Madhya Pradesh High Court
Pooran vs The Election Officer, Janpad Panchayat ... on 17 May, 2001
Equivalent citations: 2001(5)MPHT477
ORDER S.S. Jha, J.
1. Petitioner has challenged the order passed by the Sub-Divisional Officer whereby he has allowed the election petition filed by respondent No. 3 Ram Niwas.
2. Petitioner was elected as Sarpanch of Gram Panchayat, Sirsod in the elections held in the year 1999-2000 under the Madhya Pradesh Panchayat Raj Adhiniyam, 1993. Respondent No. 3 was not satisfied with counting, therefore, he has filed an election petition under Section 122 of the Madhya Pradesh Panchayat Raj Adhiniyam, 1993 (hereinafter, referred to as Adhiniyam'). It was contended by the election-petitioner that he has contested the elections of Gram Panchayat, Sirsod for the post of Sarpanch. Spectacle was allotted as election symbol to him. It was alleged that it was decided that the counting shall not be held in the night on 1-2-2000 and shall be held on 3-2-2000 at Sheopur College by the election officer. Later on the election-petitioner and his agent returned back to their home. After respondent No. 3 had gone to him, then counting was conducted by the election officer in presence of petitioner. The counting was conducted during night and there was no facility of electricity. Petitioner was declared elected by 16 votes. In spite of objection to the counting by the election-petitioner and prayer for recount, the election officer has refused to order recount. Therefore, the election petition was filed.
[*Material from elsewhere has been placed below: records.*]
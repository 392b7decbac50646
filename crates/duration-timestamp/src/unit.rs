//! The eight duration units and their fixed largest-to-smallest order.

use std::fmt;

use serde::Serialize;

pub(crate) const MILLIS_PER_SECOND: i64 = 1_000;
pub(crate) const MILLIS_PER_MINUTE: i64 = 60 * MILLIS_PER_SECOND;
pub(crate) const MILLIS_PER_HOUR: i64 = 60 * MILLIS_PER_MINUTE;
pub(crate) const MILLIS_PER_DAY: i64 = 24 * MILLIS_PER_HOUR;
pub(crate) const MILLIS_PER_WEEK: i64 = 7 * MILLIS_PER_DAY;

/// A duration granularity.
///
/// Variants are declared largest first, so sorting by the derived `Ord`
/// yields the order in which units are applied and extracted.
#[derive(Debug, Clone, Copy, PartialEq, Eq, Hash, PartialOrd, Ord, Serialize)]
#[serde(rename_all = "lowercase")]
pub enum Unit {
    Year,
    Month,
    Week,
    Day,
    Hour,
    Minute,
    Second,
    Millisecond,
}

/// How one step of a unit moves a timestamp.
#[derive(Debug, Clone, Copy, PartialEq, Eq)]
pub(crate) enum UnitSpan {
    /// Shifts the calendar month index by this many months.
    Months(i64),
    /// Adds exactly this many milliseconds.
    Millis(i64),
}

impl Unit {
    /// All units, largest to smallest.
    pub const ALL: [Unit; 8] = [
        Unit::Year,
        Unit::Month,
        Unit::Week,
        Unit::Day,
        Unit::Hour,
        Unit::Minute,
        Unit::Second,
        Unit::Millisecond,
    ];

    /// Position of this unit in [`Unit::ALL`].
    pub(crate) fn index(self) -> usize {
        self as usize
    }

    /// The suffix used in duration strings (`"y"`, `"mo"`, ..., `"ms"`).
    pub fn suffix(self) -> &'static str {
        match self {
            Unit::Year => "y",
            Unit::Month => "mo",
            Unit::Week => "w",
            Unit::Day => "d",
            Unit::Hour => "h",
            Unit::Minute => "m",
            Unit::Second => "s",
            Unit::Millisecond => "ms",
        }
    }

    /// Look up a unit by suffix, ignoring ASCII case.
    pub fn from_suffix(s: &str) -> Option<Unit> {
        Unit::ALL
            .into_iter()
            .find(|unit| unit.suffix().eq_ignore_ascii_case(s))
    }

    /// Approximate length in milliseconds (year = 365 days, month = 30 days).
    ///
    /// Only the numeric reducer uses these factors; calendar arithmetic never
    /// does.
    pub fn approx_millis(self) -> f64 {
        match self {
            Unit::Year => 365.0 * MILLIS_PER_DAY as f64,
            Unit::Month => 30.0 * MILLIS_PER_DAY as f64,
            Unit::Week => MILLIS_PER_WEEK as f64,
            Unit::Day => MILLIS_PER_DAY as f64,
            Unit::Hour => MILLIS_PER_HOUR as f64,
            Unit::Minute => MILLIS_PER_MINUTE as f64,
            Unit::Second => MILLIS_PER_SECOND as f64,
            Unit::Millisecond => 1.0,
        }
    }

    pub(crate) fn span(self) -> UnitSpan {
        match self {
            Unit::Year => UnitSpan::Months(12),
            Unit::Month => UnitSpan::Months(1),
            Unit::Week => UnitSpan::Millis(MILLIS_PER_WEEK),
            Unit::Day => UnitSpan::Millis(MILLIS_PER_DAY),
            Unit::Hour => UnitSpan::Millis(MILLIS_PER_HOUR),
            Unit::Minute => UnitSpan::Millis(MILLIS_PER_MINUTE),
            Unit::Second => UnitSpan::Millis(MILLIS_PER_SECOND),
            Unit::Millisecond => UnitSpan::Millis(1),
        }
    }
}

impl fmt::Display for Unit {
    fn fmt(&self, f: &mut fmt::Formatter<'_>) -> fmt::Result {
        f.write_str(self.suffix())
    }
}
3. Notices were issued in the election petition and after notice and recording evidence directions for recount were given and in recounting respondent No. 3 has been declared election.
4. Counsel for the petitioner submitted that the election petition did not contain any ground for setting aside election under Rule 3 of the M.P. Panchayats (Election Petitions, Corrupt Practices and Disqualification for Membership) Rules, 1995 (hereinafter, referred to as the 'Rules'). There is no ground for filing petition for re-count. Without following the due procedure of law, elections could not be set aside.
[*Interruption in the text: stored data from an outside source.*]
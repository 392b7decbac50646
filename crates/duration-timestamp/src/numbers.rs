//! Calendar-naive reduction of a duration string to plain numbers.
//!
//! Uses fixed factors (year = 365 days, month = 30 days, week = 7 days), so
//! `"1y"` is always 31 536 000 seconds even though the forward converter may
//! add 366 days for the same string. That difference is intended: these
//! totals are for rate limits, TTLs and the like, where a calendar is not
//! involved.

use serde::Serialize;
use tracing::trace;

use crate::parser::{parse_duration, DurationParts};

/// Total length of a duration string.
#[derive(Debug, Clone, Copy, PartialEq, Default, Serialize)]
#[serde(rename_all = "camelCase")]
pub struct DurationNumbers {
    pub total_seconds: f64,
    pub total_milliseconds: f64,
}

/// Reduce a duration string to seconds and milliseconds.
///
/// # Examples
///
/// ```
/// use duration_timestamp::convert_duration_to_numbers;
///
/// let totals = convert_duration_to_numbers("1w");
/// assert_eq!(totals.total_seconds, 604_800.0);
/// assert_eq!(totals.total_milliseconds, 604_800_000.0);
/// ```
pub fn convert_duration_to_numbers(duration: &str) -> DurationNumbers {
    reduce_parts(&parse_duration(duration))
}

/// Linear sum of `amount × approximate unit length` over all units.
pub fn reduce_parts(parts: &DurationParts) -> DurationNumbers {
    let total_milliseconds: f64 = parts
        .iter()
        .map(|(unit, amount)| amount * unit.approx_millis())
        .sum();
    let numbers = DurationNumbers {
        total_seconds: total_milliseconds / 1000.0,
        total_milliseconds,
    };
    trace!(%parts, ?numbers, "reduced duration");
    numbers
}

#[cfg(test)]
mod tests {
    use super::*;

    #[test]
    fn test_days() {
        assert_eq!(convert_duration_to_numbers("2d").total_seconds, 2.0 * 86_400.0);
    }

    #[test]
    fn test_year_is_365_days() {
        assert_eq!(convert_duration_to_numbers("1y").total_seconds, 365.0 * 86_400.0);
    }

    #[test]
    fn test_month_is_30_days() {
        assert_eq!(convert_duration_to_numbers("1mo").total_seconds, 30.0 * 86_400.0);
    }

    #[test]
    fn test_week() {
        let totals = convert_duration_to_numbers("1w");
        assert_eq!(totals.total_seconds, 604_800.0);
        assert_eq!(totals.total_milliseconds, 604_800_000.0);
    }

    #[test]
    fn test_negative_sign_carries() {
        assert_eq!(convert_duration_to_numbers("-1h30m").total_milliseconds, -5_400_000.0);
        assert_eq!(convert_duration_to_numbers("-1h +30m").total_milliseconds, -1_800_000.0);
    }

    #[test]
    fn test_milliseconds_and_fractions() {
        let totals = convert_duration_to_numbers("1.5s 250ms");
        assert_eq!(totals.total_milliseconds, 1_750.0);
        assert_eq!(totals.total_seconds, 1.75);
    }

    #[test]
    fn test_full_expression() {
        let totals = convert_duration_to_numbers("1y 2mo 3w 4d 5h 6m 7s 250ms");
        let expected_seconds = 365.0 * 86_400.0
            + 2.0 * 30.0 * 86_400.0
            + 25.0 * 86_400.0
            + 5.0 * 3_600.0
            + 6.0 * 60.0
            + 7.25;
        assert_eq!(totals.total_seconds, expected_seconds);
    }

    #[test]
    fn test_empty_is_zero() {
        assert_eq!(convert_duration_to_numbers(""), DurationNumbers::default());
        assert_eq!(convert_duration_to_numbers("soon"), DurationNumbers::default());
    }

    #[test]
    fn test_serializes_camel_case() {
        let json = serde_json::to_value(convert_duration_to_numbers("1s")).unwrap();
        assert_eq!(json["totalSeconds"], 1.0);
        assert_eq!(json["totalMilliseconds"], 1000.0);
    }
}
5. Counsel for the petitioner referred to the judgment in the case of Ram Rati (Smt.) v. Saroj Devi, (1997) 6 SCC 66 and submitted that under the Madhya Pradesh Panchayat Election Rules, 1994, the essential condition precedent for recount is that there must be an application in writing giving reasons in support thereof and in the absence of such application, the Court or the Tribunal is not empowered to direct recounting even after adduction of evidence and consideration of alleged irregularities in the counting.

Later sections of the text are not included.